Salim looked askance at his brother. "Iranians will bring her here to Fallujah?" Dabir nodded. Salim's body was starting to relax just a little. "They must have more guts than most Iranians. Maybe we should let them live." "They're Shiite." The younger brother's body tensed up again.
"Then we should toast their bodies and hang them from the bridge." Dabir laughed a full-throated laugh. "I thought you would say as much!"
Salim strolled on a little further down the road, but he was no longer looking around him. Rather, he was envisioning the baby girl he remembered from his days before the university.
"It will be nice to hold an Iraqi child once again," he said quietly. "To have a family, if only for a while." Dabir nodded as he kicked some broken boards out of their way. "Yes, Allah has not seen fit to bless Atifa and me with one of our own. But to hold Habib's child, that would be good."

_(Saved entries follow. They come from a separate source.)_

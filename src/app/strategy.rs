//! Per-task retrieval strategy
//!
//! One task goes through a primary, rename-capable fetch via the retrieval
//! service; a denial or any service-level fault is absorbed by falling back
//! to a direct open of the original reference in the platform browser. The
//! fallback outcome is unverifiable: browser-native navigation has access
//! the proxied path does not, and nothing reports back, so its
//! `delivered` acknowledgment is best-effort by design.
//!
//! Only two things surface as task errors: a retrieval target that does not
//! form a valid URL, and a delivery-sink fault after a successful fetch.

use std::path::{Path, PathBuf};
use std::process::Command;
use std::sync::Arc;

use async_trait::async_trait;
use tokio::fs::File;
use tokio::io::AsyncWriteExt;
use tracing::{debug, info, warn};

use crate::app::client::{RetrievalService, ServiceOutcome};
use crate::app::models::{DeliveryMethod, DownloadTask};
use crate::app::naming;
use crate::constants::files;
use crate::errors::{DownloadError, DownloadResult};

/// Outcome of one strategy invocation; the strategy never reports a denial,
/// only a delivery (by either method) or an unexpected fault
#[derive(Debug, Clone, PartialEq, Eq)]
pub struct Delivery {
    /// Which path satisfied the task
    pub method: DeliveryMethod,
    /// Final on-disk name for renamed deliveries; the fallback path cannot
    /// know the upstream-assigned name
    pub final_name: Option<String>,
}

/// Per-task retrieval contract consumed by the orchestrator
#[async_trait]
pub trait RetrievalStrategy: Send + Sync {
    async fn retrieve(&self, task: &DownloadTask) -> DownloadResult<Delivery>;
}

/// Destination for successfully fetched payloads
#[async_trait]
pub trait DeliverySink: Send + Sync {
    /// Persist a payload under the corrected name, returning where it landed
    async fn deliver(&self, name: &str, payload: &[u8]) -> DownloadResult<PathBuf>;
}

/// Fire-and-forget opener for the fallback path
pub trait FallbackOpener: Send + Sync {
    /// Hand the original reference to an external navigator. No outcome is
    /// observable.
    fn open(&self, reference: &str);
}

/// Directory sink writing payloads with the atomic temp-file + rename
/// pattern, preventing partial files from interruptions
pub struct DirectorySink {
    directory: PathBuf,
}

impl DirectorySink {
    pub fn new(directory: impl Into<PathBuf>) -> Self {
        Self {
            directory: directory.into(),
        }
    }
}

#[async_trait]
impl DeliverySink for DirectorySink {
    async fn deliver(&self, name: &str, payload: &[u8]) -> DownloadResult<PathBuf> {
        tokio::fs::create_dir_all(&self.directory).await?;

        let destination = self.directory.join(name);
        let temp_path = temp_path_for(&destination);

        let mut file = File::create(&temp_path).await?;
        file.write_all(payload).await?;
        file.flush().await?;

        tokio::fs::rename(&temp_path, &destination).await.map_err(|_e| {
            DownloadError::AtomicOperationFailed {
                temp_path: temp_path.clone(),
                final_path: destination.clone(),
            }
        })?;

        info!("Saved {} ({} bytes)", destination.display(), payload.len());
        Ok(destination)
    }
}

fn temp_path_for(destination: &Path) -> PathBuf {
    let mut name = destination
        .file_name()
        .map(|n| n.to_string_lossy().into_owned())
        .unwrap_or_default();
    name.push_str(files::TEMP_FILE_SUFFIX);
    destination.with_file_name(name)
}

/// Opener launching the platform browser command, detached
pub struct BrowserOpener;

impl FallbackOpener for BrowserOpener {
    fn open(&self, reference: &str) {
        #[cfg(target_os = "linux")]
        let result = Command::new("xdg-open").arg(reference).spawn();
        #[cfg(target_os = "macos")]
        let result = Command::new("open").arg(reference).spawn();
        #[cfg(target_os = "windows")]
        let result = Command::new("cmd").args(["/C", "start", "", reference]).spawn();
        #[cfg(not(any(target_os = "linux", target_os = "macos", target_os = "windows")))]
        let result: std::io::Result<std::process::Child> = Err(std::io::Error::new(
            std::io::ErrorKind::Unsupported,
            "no browser opener for this platform",
        ));

        match result {
            Ok(_) => debug!("Opened fallback reference in browser: {}", reference),
            Err(e) => warn!("Could not launch browser for {}: {}", reference, e),
        }
    }
}

/// Default strategy: rename-capable retrieval with browser-open fallback
pub struct DriveStrategy {
    service: Arc<dyn RetrievalService>,
    sink: Arc<dyn DeliverySink>,
    opener: Arc<dyn FallbackOpener>,
}

impl DriveStrategy {
    pub fn new(
        service: Arc<dyn RetrievalService>,
        sink: Arc<dyn DeliverySink>,
        opener: Arc<dyn FallbackOpener>,
    ) -> Self {
        Self {
            service,
            sink,
            opener,
        }
    }

    fn fall_back(&self, task: &DownloadTask) -> Delivery {
        self.opener.open(&task.original_reference);
        Delivery {
            method: DeliveryMethod::Fallback,
            final_name: None,
        }
    }
}

#[async_trait]
impl RetrievalStrategy for DriveStrategy {
    async fn retrieve(&self, task: &DownloadTask) -> DownloadResult<Delivery> {
        match self
            .service
            .fetch(&task.retrieval_target, &task.target_name)
            .await
        {
            Ok(ServiceOutcome::Delivered {
                payload,
                content_type,
                ..
            }) => {
                let corrected =
                    naming::apply_extension(&task.target_name, content_type.as_deref());
                let final_name = naming::strip_control(&corrected);

                // A sink fault here is an unexpected fault, not a denial
                self.sink.deliver(&final_name, &payload).await?;

                Ok(Delivery {
                    method: DeliveryMethod::Renamed,
                    final_name: Some(final_name),
                })
            }
            Ok(ServiceOutcome::Denied { status, reason }) => {
                debug!(
                    "Primary attempt denied for {} (status {}, {:?}); falling back",
                    task.identifier, status, reason
                );
                Ok(self.fall_back(task))
            }
            Err(DownloadError::InvalidUrl { url, error }) => {
                // Malformed identifier; nothing sensible to open either
                Err(DownloadError::InvalidUrl { url, error })
            }
            Err(e) => {
                warn!(
                    "Primary attempt failed for {} ({}); falling back",
                    task.identifier, e
                );
                Ok(self.fall_back(task))
            }
        }
    }
}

Salim stopped walking and turned to face his brother. He spoke in a low voice. "Well, it is good you have informed me of all these family things, but they are the past, my brother. We must talk of the future, of why I have come back. Have you and your friends found what I need?"
Dabir glanced down the road where the tank was now disappearing over a hill. He motioned for the young college graduate to follow him over to an old car Salim thought must belong to one of his workers. His brother owned an auto parts warehouse which did quite well, and he always drove the best. He opened the passenger side door of this vehicle, and reached into the glove box, and pulled out some pictures. He handed them to his brother.

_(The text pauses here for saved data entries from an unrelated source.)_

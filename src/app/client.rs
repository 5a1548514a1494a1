//! HTTP retrieval service for Google Drive
//!
//! This module implements the retrieval service contract: fetch the
//! canonical download address with rate limiting and bounded retries, then
//! classify the terminal response as delivered bytes or a denial. Drive
//! answers requests for access-restricted files with an interstitial HTML
//! page under a success status, so classification looks at the content type
//! as well as the status code.

use std::num::NonZeroU32;
use std::time::Duration;

use async_trait::async_trait;
use governor::{clock::DefaultClock, state::InMemoryState, Jitter, Quota, RateLimiter};
use reqwest::redirect::Policy;
use reqwest::Client;
use url::Url;

use crate::app::naming;
use crate::constants::{http, limits};
use crate::errors::{DownloadError, DownloadResult};

/// Why the service refused to hand over file bytes
#[derive(Debug, Clone, Copy, PartialEq, Eq)]
pub enum DenialReason {
    /// Upstream answered with a non-success status
    Status,
    /// Upstream answered 2xx but served an interstitial access page
    InterstitialPage,
}

/// Terminal classification of one service fetch
#[derive(Debug)]
pub enum ServiceOutcome {
    /// File bytes were served; `disposition` carries the header-contract
    /// filename proposal (extension-corrected, control-stripped,
    /// percent-encoded)
    Delivered {
        payload: Vec<u8>,
        content_type: Option<String>,
        disposition: String,
    },
    /// Upstream refused or cannot serve the bytes directly; no usable payload
    Denied { status: u16, reason: DenialReason },
}

/// Retrieval service contract consumed by the retrieval strategy
#[async_trait]
pub trait RetrievalService: Send + Sync {
    /// Fetch a retrieval target, classifying the result.
    ///
    /// Denial is a normal outcome and comes back as `Ok(Denied)`; `Err` is
    /// reserved for transport faults that survived the retry budget and for
    /// malformed targets.
    async fn fetch(&self, target: &str, proposed_name: &str) -> DownloadResult<ServiceOutcome>;
}

/// HTTP client configuration
#[derive(Debug, Clone)]
pub struct ClientConfig {
    /// Request timeout
    pub request_timeout: Duration,
    /// Connection establishment timeout
    pub connect_timeout: Duration,
    /// Maximum redirects to follow
    pub max_redirects: usize,
    /// Rate limit (requests per second)
    pub rate_limit_rps: u32,
    /// User agent header value
    pub user_agent: String,
}

impl Default for ClientConfig {
    fn default() -> Self {
        Self {
            request_timeout: http::DEFAULT_TIMEOUT,
            connect_timeout: http::CONNECT_TIMEOUT,
            max_redirects: http::MAX_REDIRECTS,
            rate_limit_rps: limits::DEFAULT_RATE_LIMIT_RPS,
            user_agent: http::USER_AGENT.to_string(),
        }
    }
}

impl ClientConfig {
    /// Build the underlying reqwest client from this configuration
    pub fn build_http_client(&self) -> DownloadResult<Client> {
        let client = Client::builder()
            .user_agent(self.user_agent.clone())
            .timeout(self.request_timeout)
            .connect_timeout(self.connect_timeout)
            .redirect(Policy::limited(self.max_redirects))
            .build()?;
        Ok(client)
    }
}

/// Drive retrieval client with rate limiting and retry logic
pub struct DriveClient {
    client: Client,
    rate_limiter: RateLimiter<governor::state::NotKeyed, InMemoryState, DefaultClock>,
}

impl DriveClient {
    /// Create a client with default configuration
    pub fn new() -> DownloadResult<Self> {
        Self::with_config(&ClientConfig::default())
    }

    /// Create a client with custom configuration
    pub fn with_config(config: &ClientConfig) -> DownloadResult<Self> {
        let client = config.build_http_client()?;
        let rate_limiter = Self::build_rate_limiter(config.rate_limit_rps)?;
        Ok(Self {
            client,
            rate_limiter,
        })
    }

    fn build_rate_limiter(
        rate_limit_rps: u32,
    ) -> DownloadResult<RateLimiter<governor::state::NotKeyed, InMemoryState, DefaultClock>> {
        let quota = Quota::per_second(NonZeroU32::new(rate_limit_rps).ok_or_else(|| {
            DownloadError::Other("Rate limit must be non-zero".to_string())
        })?);
        Ok(RateLimiter::direct(quota))
    }

    /// Fetch a URL with rate limiting and retry on transport faults and
    /// server pushback (429/503)
    async fn get_response(&self, url: &Url) -> DownloadResult<reqwest::Response> {
        // Jitter avoids synchronizing with other clients on the same host
        self.rate_limiter
            .until_ready_with_jitter(Jitter::up_to(Duration::from_millis(100)))
            .await;

        let mut retries = 0;
        loop {
            match self.client.get(url.as_str()).send().await {
                Ok(response) => {
                    if response.status() == 429 {
                        if retries < limits::MAX_RETRIES {
                            retries += 1;
                            let delay = Duration::from_millis(
                                limits::RETRY_BASE_DELAY_MS * 2_u64.pow(retries),
                            );
                            tracing::warn!(
                                "Rate limited by server (429). Backing off for {}ms",
                                delay.as_millis()
                            );
                            tokio::time::sleep(delay).await;
                            continue;
                        } else {
                            return Err(DownloadError::RateLimitExceeded);
                        }
                    }

                    if response.status() == 503 {
                        if retries < limits::MAX_RETRIES {
                            retries += 1;
                            let delay = Duration::from_millis(
                                limits::RETRY_BASE_DELAY_MS * 2_u64.pow(retries),
                            );
                            tracing::warn!(
                                "Server overloaded (503). Backing off for {}ms",
                                delay.as_millis()
                            );
                            tokio::time::sleep(delay).await;
                            continue;
                        } else {
                            return Err(DownloadError::ServerOverloaded);
                        }
                    }

                    tracing::debug!("Fetched response: {}", url);
                    return Ok(response);
                }
                Err(e) if retries < limits::MAX_RETRIES => {
                    retries += 1;
                    let delay =
                        Duration::from_millis(limits::RETRY_BASE_DELAY_MS * 2_u64.pow(retries));
                    tracing::warn!(
                        "Request failed (attempt {}/{}): {}. Retrying in {}ms",
                        retries,
                        limits::MAX_RETRIES,
                        e,
                        delay.as_millis()
                    );
                    tokio::time::sleep(delay).await;
                }
                Err(e) => {
                    tracing::error!("Request failed after {} retries: {}", limits::MAX_RETRIES, e);
                    return Err(DownloadError::MaxRetriesExceeded {
                        max_retries: limits::MAX_RETRIES,
                    });
                }
            }
        }
    }
}

#[async_trait]
impl RetrievalService for DriveClient {
    async fn fetch(&self, target: &str, proposed_name: &str) -> DownloadResult<ServiceOutcome> {
        let url = Url::parse(target).map_err(|e| DownloadError::InvalidUrl {
            url: target.to_string(),
            error: e.to_string(),
        })?;

        let response = self.get_response(&url).await?;
        let status = response.status();

        if !status.is_success() {
            tracing::debug!("Denied by status {} for {}", status, target);
            return Ok(ServiceOutcome::Denied {
                status: status.as_u16(),
                reason: DenialReason::Status,
            });
        }

        let content_type = response
            .headers()
            .get(reqwest::header::CONTENT_TYPE)
            .and_then(|value| value.to_str().ok())
            .map(|value| value.to_string());

        // A success status serving HTML is Drive's access page, not the file
        if let Some(ref ct) = content_type {
            if naming::is_interstitial(ct) {
                tracing::debug!("Denied by interstitial page for {}", target);
                return Ok(ServiceOutcome::Denied {
                    status: status.as_u16(),
                    reason: DenialReason::InterstitialPage,
                });
            }
        }

        let payload = response.bytes().await?.to_vec();

        let corrected = naming::apply_extension(proposed_name, content_type.as_deref());
        let disposition = naming::content_disposition(&naming::strip_control(&corrected));

        tracing::debug!(
            "Delivered {} bytes for {} as {:?}",
            payload.len(),
            target,
            corrected
        );

        Ok(ServiceOutcome::Delivered {
            payload,
            content_type,
            disposition,
        })
    }
}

Salim studied each picture carefully. A smile slowly grew across his face. "I hope you took adequate precaution when handling this, big brother." He looked into Dabir's eyes. "Because this is not like what you normally handle in an auto parts warehouse, you know."
His brother scowled. "Of course," he said. "I might not be the one with the college education, but I am not stupid about these things!"
Salim gave him his most disarming smile, and touched him lightly on the arm. "I know, I know, my brother. Do not feel offended because I urge caution. I know that with different breaks you could have been the one to go to the University of London."
Dabir nodded and looked down at the ground, somewhat ashamed by his quick outburst.
"It's just that with such things, you must use caution on every step, if you are to succeed," Salim said with continued gentleness. Then he looked at one of the pictures again, one of a substance made familiar to him by four years of study in London. "After all, highly-enriched U-235 Uranium, well, you can't be too careful. Where did you get this?"
"Iraq," Dabir said with great pride. "But of course you have heard they are signing that treaty with the US, so they were going to have to get rid of it all anyway. We felt obliged to help them out."
Salim smiled again and nodded. "How much do we have?"
"Twenty-five kilos."
The younger brother handed the pictures back to Dabir, and took one more look at the devastation around him. "That is enough, my brother. Soon, inshallah, some American city will know what it is like to have their home town turned into Fallujah!"